» **Problem description**:
If a line in the records below includes the word "contents", count it, then give the total and nothing else.

» **Material for the task**:
______________________________

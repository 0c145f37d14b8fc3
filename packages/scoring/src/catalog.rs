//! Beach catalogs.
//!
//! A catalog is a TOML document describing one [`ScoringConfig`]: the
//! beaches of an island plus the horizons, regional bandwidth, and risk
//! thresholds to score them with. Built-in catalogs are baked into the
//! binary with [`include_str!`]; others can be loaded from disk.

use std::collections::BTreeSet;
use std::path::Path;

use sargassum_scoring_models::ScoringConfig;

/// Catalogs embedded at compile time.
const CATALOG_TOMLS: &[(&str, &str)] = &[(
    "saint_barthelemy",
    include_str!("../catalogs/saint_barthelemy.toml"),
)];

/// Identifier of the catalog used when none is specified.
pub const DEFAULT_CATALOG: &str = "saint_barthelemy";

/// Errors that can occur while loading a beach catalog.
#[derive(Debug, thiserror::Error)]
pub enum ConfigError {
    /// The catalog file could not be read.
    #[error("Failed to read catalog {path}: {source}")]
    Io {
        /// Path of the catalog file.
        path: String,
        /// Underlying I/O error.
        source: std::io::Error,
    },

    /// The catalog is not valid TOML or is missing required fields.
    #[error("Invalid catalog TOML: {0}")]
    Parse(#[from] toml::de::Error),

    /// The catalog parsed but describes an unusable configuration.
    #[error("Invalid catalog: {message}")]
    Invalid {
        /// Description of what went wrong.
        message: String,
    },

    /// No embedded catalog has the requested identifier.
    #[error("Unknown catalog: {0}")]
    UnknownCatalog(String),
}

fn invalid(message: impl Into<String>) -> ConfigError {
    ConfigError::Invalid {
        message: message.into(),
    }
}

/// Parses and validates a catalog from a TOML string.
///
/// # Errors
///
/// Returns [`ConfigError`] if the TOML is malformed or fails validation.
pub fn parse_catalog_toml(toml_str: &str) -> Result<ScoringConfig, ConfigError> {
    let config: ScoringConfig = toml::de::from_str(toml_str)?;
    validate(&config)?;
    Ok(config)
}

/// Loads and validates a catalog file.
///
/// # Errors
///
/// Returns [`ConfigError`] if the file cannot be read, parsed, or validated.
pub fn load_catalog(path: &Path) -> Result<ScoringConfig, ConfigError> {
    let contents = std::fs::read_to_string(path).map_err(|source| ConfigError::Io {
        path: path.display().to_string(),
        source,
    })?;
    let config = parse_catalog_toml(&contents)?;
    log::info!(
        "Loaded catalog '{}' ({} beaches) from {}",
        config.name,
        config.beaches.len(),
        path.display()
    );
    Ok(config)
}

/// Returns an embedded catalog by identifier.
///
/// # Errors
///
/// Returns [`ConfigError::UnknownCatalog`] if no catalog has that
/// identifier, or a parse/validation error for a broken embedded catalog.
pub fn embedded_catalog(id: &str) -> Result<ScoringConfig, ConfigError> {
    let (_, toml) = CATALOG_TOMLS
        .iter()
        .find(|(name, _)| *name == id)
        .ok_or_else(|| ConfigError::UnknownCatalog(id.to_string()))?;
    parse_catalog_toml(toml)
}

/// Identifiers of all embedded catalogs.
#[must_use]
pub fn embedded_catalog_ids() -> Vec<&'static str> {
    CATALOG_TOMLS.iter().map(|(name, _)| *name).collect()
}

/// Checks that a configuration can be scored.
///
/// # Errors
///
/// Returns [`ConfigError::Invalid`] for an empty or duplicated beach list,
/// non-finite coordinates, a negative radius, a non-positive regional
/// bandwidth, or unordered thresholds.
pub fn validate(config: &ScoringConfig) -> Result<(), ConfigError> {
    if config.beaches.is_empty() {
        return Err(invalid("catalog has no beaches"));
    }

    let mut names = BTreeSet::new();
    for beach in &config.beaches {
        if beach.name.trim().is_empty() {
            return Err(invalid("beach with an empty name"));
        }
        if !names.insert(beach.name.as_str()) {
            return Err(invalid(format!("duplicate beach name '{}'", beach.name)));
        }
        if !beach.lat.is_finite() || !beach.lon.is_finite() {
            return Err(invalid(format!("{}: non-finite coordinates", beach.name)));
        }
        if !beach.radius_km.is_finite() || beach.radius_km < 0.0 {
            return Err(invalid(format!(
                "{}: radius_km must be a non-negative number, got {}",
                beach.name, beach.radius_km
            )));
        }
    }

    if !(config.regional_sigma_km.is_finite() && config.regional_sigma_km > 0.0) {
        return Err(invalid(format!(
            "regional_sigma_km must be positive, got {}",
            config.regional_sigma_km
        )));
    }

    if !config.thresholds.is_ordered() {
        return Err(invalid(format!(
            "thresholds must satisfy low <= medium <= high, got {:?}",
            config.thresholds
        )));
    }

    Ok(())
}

______________________________

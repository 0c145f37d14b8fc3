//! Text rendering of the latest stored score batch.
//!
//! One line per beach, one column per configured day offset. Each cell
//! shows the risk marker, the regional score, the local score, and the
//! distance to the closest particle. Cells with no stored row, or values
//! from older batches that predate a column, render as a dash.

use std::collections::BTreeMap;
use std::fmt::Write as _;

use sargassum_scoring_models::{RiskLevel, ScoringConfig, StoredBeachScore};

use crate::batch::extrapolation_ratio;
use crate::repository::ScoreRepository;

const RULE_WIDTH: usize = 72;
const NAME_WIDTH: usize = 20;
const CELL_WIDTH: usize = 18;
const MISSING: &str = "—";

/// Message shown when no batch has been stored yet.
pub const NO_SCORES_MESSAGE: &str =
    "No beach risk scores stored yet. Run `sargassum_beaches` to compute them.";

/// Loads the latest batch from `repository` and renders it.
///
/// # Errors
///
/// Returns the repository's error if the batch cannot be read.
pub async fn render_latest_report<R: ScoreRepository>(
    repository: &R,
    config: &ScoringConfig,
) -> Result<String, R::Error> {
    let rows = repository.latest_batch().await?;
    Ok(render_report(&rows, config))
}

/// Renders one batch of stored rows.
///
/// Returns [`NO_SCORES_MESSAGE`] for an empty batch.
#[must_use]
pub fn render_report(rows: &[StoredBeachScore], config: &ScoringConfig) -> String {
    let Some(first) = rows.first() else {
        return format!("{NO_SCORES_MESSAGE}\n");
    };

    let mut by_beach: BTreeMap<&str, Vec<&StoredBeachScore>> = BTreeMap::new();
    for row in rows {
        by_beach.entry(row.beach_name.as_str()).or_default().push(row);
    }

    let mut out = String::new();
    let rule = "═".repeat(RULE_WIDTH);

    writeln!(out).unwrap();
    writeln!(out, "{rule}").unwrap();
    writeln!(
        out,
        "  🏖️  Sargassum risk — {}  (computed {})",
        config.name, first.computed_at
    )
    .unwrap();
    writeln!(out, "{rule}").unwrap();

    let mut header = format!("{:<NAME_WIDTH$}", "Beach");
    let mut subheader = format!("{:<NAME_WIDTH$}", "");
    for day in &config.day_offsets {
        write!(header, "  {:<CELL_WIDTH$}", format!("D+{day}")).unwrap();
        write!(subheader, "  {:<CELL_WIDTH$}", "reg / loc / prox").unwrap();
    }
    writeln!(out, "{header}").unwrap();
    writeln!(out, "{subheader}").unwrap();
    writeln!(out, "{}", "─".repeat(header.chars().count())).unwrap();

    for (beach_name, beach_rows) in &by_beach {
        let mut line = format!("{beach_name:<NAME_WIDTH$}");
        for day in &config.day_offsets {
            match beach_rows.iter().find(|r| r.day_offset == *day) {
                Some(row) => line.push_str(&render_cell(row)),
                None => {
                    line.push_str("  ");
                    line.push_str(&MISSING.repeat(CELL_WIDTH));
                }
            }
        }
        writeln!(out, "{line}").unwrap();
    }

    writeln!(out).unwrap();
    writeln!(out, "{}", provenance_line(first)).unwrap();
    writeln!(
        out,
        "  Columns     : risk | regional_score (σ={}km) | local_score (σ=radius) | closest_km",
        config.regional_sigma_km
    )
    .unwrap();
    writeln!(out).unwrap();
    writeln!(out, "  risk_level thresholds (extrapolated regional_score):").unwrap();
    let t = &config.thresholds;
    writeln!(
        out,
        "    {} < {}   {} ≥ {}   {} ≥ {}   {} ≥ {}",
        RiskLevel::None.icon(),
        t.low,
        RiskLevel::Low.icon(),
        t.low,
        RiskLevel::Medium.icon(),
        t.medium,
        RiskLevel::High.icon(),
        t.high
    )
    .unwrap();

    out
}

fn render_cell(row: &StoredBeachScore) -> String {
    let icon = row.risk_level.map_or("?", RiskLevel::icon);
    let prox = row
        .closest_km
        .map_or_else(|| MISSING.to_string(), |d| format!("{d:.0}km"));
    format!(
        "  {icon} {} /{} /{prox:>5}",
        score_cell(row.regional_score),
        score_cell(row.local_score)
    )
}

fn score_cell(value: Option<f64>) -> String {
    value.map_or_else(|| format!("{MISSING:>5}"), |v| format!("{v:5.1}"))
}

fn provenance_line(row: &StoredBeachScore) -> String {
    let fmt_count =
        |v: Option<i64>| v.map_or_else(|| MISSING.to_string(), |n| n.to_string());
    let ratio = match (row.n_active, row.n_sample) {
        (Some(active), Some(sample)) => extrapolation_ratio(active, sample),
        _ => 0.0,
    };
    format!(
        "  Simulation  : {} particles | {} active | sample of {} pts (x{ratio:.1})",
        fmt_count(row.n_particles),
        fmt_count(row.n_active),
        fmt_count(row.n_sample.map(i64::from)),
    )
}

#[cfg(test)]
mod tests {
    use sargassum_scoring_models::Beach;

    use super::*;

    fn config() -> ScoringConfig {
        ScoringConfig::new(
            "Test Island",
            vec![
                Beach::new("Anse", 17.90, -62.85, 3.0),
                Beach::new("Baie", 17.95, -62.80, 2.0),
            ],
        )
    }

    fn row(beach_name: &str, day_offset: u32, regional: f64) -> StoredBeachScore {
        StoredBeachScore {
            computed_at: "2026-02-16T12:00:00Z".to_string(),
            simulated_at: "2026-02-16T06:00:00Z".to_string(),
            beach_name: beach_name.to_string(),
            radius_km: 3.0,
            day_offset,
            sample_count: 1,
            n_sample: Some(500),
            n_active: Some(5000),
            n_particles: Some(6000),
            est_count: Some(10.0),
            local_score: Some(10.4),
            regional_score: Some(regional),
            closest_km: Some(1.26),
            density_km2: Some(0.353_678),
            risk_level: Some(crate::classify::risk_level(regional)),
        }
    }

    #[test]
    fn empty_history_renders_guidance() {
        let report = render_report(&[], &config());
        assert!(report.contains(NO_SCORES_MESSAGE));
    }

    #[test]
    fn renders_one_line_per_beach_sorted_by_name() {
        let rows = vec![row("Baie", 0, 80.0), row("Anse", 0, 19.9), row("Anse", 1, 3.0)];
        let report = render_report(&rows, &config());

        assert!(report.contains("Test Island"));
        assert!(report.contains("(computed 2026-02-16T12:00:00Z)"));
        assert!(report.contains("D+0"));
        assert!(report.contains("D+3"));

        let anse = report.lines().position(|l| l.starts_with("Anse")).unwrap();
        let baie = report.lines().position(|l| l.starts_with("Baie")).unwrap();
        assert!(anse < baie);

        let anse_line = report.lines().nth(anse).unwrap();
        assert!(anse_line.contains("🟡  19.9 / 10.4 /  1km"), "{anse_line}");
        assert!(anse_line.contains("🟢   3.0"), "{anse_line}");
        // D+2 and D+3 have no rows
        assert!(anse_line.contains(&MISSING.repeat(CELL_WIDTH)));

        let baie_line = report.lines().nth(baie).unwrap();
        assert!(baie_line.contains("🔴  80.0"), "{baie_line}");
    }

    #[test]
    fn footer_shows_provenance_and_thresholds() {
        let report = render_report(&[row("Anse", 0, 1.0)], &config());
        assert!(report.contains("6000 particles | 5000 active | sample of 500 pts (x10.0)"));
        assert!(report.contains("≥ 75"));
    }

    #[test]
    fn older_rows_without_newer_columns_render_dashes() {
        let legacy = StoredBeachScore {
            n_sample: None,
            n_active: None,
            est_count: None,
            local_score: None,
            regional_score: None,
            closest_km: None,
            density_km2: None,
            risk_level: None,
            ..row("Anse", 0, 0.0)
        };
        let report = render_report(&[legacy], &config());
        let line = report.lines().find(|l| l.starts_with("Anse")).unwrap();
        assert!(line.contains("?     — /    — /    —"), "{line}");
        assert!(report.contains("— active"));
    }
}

______________________________

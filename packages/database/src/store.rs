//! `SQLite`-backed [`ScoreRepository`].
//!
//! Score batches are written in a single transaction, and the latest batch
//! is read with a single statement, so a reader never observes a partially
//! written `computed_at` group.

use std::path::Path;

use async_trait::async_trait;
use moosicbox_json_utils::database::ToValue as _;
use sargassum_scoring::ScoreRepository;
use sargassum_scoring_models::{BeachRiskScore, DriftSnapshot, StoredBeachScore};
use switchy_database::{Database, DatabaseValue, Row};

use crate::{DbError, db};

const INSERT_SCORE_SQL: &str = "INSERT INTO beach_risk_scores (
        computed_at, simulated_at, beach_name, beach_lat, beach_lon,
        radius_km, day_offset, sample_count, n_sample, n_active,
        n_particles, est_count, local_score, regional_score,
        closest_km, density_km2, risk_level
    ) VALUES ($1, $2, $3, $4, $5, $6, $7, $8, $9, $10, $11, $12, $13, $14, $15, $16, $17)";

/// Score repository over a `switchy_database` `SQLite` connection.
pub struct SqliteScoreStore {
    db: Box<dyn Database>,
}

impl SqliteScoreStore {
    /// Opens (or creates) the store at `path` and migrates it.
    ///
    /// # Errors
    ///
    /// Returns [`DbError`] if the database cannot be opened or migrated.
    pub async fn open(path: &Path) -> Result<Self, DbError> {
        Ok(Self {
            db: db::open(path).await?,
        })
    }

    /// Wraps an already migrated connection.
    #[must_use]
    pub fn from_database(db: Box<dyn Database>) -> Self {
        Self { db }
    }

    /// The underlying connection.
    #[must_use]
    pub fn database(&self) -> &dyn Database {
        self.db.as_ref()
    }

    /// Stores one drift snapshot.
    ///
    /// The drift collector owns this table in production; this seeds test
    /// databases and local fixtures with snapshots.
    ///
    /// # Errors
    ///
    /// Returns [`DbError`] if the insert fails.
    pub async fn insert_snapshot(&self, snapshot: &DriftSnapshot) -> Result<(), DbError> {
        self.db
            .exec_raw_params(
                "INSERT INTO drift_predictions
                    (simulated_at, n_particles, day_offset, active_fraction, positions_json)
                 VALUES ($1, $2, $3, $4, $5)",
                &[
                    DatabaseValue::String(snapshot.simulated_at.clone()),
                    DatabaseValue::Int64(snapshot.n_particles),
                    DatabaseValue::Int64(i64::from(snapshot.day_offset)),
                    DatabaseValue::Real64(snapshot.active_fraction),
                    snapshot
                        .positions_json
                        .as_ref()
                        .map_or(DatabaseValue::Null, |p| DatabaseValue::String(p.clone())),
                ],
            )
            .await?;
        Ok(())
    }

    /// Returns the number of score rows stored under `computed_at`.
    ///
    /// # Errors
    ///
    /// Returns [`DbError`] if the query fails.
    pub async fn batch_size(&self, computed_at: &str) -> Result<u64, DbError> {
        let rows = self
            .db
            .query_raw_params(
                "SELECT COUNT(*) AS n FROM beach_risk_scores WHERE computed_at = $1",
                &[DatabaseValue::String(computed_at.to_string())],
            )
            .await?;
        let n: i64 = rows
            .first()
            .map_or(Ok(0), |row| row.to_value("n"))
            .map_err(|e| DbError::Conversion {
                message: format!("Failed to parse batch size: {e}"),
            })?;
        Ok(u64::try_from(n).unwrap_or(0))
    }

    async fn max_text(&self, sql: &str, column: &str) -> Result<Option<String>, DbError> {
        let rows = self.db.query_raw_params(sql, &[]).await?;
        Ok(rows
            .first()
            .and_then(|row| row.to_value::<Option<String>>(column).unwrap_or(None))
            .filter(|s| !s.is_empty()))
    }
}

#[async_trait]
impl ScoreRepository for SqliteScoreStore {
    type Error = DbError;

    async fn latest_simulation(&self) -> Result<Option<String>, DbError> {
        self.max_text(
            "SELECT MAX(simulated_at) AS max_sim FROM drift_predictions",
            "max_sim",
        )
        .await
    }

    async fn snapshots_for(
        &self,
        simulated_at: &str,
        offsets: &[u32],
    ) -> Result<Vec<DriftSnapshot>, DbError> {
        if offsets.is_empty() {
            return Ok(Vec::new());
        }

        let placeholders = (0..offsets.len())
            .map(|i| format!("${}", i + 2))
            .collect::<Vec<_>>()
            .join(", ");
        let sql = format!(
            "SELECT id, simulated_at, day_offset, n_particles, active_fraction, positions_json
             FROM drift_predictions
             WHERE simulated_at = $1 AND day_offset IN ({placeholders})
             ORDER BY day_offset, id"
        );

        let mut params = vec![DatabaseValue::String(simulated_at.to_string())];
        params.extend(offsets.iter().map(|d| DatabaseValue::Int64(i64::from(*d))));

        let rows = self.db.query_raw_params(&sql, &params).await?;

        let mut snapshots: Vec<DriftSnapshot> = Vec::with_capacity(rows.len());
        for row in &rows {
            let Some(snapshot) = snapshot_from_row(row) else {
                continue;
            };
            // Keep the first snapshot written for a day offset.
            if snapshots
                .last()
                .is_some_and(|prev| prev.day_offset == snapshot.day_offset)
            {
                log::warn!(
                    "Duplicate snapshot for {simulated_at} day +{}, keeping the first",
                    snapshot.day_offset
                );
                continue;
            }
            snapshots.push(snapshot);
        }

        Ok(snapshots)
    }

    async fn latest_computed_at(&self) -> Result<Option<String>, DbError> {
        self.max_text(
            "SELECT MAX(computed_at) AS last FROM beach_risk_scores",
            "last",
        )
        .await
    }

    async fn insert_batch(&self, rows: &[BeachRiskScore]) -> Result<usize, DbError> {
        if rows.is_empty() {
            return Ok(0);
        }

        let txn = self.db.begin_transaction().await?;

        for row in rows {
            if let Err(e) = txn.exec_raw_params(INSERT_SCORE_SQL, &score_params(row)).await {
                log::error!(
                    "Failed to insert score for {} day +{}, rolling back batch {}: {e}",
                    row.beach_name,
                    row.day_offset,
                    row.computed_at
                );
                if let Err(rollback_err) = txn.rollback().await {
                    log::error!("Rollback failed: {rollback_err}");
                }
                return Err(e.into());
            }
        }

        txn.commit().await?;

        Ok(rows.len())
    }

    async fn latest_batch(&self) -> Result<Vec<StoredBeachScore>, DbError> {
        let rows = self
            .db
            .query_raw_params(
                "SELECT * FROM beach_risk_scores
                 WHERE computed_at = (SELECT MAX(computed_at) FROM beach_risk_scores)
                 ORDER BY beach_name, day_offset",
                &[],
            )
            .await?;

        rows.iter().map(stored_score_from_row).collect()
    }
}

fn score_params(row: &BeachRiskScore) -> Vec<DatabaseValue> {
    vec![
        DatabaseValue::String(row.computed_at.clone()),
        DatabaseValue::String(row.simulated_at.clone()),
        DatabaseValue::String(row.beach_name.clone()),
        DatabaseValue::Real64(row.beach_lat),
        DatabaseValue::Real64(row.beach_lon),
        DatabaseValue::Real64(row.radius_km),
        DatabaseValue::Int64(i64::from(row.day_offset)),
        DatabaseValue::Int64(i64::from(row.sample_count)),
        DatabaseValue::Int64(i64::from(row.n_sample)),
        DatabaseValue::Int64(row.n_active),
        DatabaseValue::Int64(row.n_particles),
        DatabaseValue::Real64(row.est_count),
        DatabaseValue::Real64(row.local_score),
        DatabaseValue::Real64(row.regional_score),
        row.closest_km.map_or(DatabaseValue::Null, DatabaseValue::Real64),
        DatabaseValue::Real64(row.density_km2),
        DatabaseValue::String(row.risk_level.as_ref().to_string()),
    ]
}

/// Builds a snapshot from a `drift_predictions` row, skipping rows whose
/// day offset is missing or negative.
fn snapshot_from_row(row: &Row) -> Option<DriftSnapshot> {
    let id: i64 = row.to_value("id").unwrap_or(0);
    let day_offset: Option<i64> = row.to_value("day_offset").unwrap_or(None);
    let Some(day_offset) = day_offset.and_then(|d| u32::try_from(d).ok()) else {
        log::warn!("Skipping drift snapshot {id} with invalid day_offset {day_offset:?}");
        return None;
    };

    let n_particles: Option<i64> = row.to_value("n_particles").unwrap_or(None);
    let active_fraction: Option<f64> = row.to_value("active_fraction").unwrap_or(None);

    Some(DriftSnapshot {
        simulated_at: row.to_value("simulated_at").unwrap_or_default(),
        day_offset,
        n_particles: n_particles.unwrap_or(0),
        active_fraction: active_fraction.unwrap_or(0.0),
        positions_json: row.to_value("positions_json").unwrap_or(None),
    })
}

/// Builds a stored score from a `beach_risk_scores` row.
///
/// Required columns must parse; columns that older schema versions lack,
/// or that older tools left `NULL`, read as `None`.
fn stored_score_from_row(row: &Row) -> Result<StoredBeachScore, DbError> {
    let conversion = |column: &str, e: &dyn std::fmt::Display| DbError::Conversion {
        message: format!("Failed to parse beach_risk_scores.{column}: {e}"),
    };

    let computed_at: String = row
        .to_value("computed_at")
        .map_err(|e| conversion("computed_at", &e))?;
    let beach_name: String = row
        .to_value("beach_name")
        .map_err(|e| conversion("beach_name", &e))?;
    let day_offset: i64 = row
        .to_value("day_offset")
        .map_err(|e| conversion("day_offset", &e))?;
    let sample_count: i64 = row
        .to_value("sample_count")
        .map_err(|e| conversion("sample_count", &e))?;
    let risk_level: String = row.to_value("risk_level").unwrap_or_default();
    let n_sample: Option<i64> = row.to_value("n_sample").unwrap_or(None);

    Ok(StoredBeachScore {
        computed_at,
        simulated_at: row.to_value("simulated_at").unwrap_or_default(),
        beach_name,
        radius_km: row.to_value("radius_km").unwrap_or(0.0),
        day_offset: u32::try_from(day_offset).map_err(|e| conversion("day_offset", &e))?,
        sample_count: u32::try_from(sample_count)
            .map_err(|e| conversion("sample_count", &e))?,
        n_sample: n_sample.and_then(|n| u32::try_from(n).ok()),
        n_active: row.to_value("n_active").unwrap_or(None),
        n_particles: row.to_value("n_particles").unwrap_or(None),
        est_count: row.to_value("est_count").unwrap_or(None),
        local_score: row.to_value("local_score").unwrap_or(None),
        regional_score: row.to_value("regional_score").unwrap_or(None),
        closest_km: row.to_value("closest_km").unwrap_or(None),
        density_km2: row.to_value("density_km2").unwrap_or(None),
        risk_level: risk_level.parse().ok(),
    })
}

______________________________

» **Problem solution**:
2